WORK ORDER
Lines after the one containing "and vice versa." are to be omitted; print exactly each line from the start of the records up to and including it.

***

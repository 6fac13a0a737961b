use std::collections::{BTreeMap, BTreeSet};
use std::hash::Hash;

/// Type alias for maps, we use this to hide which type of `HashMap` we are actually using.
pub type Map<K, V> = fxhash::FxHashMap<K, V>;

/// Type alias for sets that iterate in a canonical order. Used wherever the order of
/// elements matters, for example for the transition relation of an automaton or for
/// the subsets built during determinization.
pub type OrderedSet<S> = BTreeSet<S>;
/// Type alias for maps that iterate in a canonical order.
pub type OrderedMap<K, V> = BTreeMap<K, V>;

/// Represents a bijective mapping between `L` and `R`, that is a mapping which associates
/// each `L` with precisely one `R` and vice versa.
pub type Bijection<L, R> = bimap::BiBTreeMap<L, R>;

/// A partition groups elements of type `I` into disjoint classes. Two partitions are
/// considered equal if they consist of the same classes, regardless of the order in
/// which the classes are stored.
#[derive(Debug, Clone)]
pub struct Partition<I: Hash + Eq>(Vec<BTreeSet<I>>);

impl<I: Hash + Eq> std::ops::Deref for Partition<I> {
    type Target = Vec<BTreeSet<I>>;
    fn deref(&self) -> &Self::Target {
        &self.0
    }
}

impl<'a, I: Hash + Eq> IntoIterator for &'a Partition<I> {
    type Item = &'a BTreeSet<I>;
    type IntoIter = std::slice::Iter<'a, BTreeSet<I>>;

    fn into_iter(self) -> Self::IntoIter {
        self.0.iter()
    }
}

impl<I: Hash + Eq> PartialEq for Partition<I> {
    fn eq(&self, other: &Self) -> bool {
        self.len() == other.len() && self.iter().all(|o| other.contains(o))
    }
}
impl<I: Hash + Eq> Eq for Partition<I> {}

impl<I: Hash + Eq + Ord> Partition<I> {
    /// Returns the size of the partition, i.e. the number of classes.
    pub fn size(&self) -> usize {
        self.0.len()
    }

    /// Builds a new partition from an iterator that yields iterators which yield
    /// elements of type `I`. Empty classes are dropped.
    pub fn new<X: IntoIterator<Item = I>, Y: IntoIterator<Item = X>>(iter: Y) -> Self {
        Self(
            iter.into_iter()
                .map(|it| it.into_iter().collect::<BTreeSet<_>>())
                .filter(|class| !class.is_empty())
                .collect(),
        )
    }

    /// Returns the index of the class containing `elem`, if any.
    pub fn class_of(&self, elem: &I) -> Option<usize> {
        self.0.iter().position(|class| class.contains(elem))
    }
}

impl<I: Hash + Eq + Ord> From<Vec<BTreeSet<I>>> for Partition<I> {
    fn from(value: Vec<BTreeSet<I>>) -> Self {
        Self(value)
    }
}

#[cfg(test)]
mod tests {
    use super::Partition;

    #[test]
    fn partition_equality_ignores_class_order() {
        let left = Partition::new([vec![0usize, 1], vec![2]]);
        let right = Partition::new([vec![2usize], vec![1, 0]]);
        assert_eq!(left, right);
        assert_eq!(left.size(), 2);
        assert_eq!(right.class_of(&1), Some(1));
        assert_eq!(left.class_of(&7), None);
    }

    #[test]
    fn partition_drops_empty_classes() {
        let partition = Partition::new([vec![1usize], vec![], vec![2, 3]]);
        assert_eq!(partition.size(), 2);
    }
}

***

WRITTEN REPLY
repository 6fac13a0a737961b
use std::collections::{BTreeMap, BTreeSet};
use std::hash::Hash;

/// Type alias for maps, we use this to hide which type of `HashMap` we are actually using.
pub type Map<K, V> = fxhash::FxHashMap<K, V>;

/// Type alias for sets that iterate in a canonical order. Used wherever the order of
/// elements matters, for example for the transition relation of an automaton or for
/// the subsets built during determinization.
pub type OrderedSet<S> = BTreeSet<S>;
/// Type alias for maps that iterate in a canonical order.
pub type OrderedMap<K, V> = BTreeMap<K, V>;

/// Represents a bijective mapping between `L` and `R`, that is a mapping which associates
/// each `L` with precisely one `R` and vice versa.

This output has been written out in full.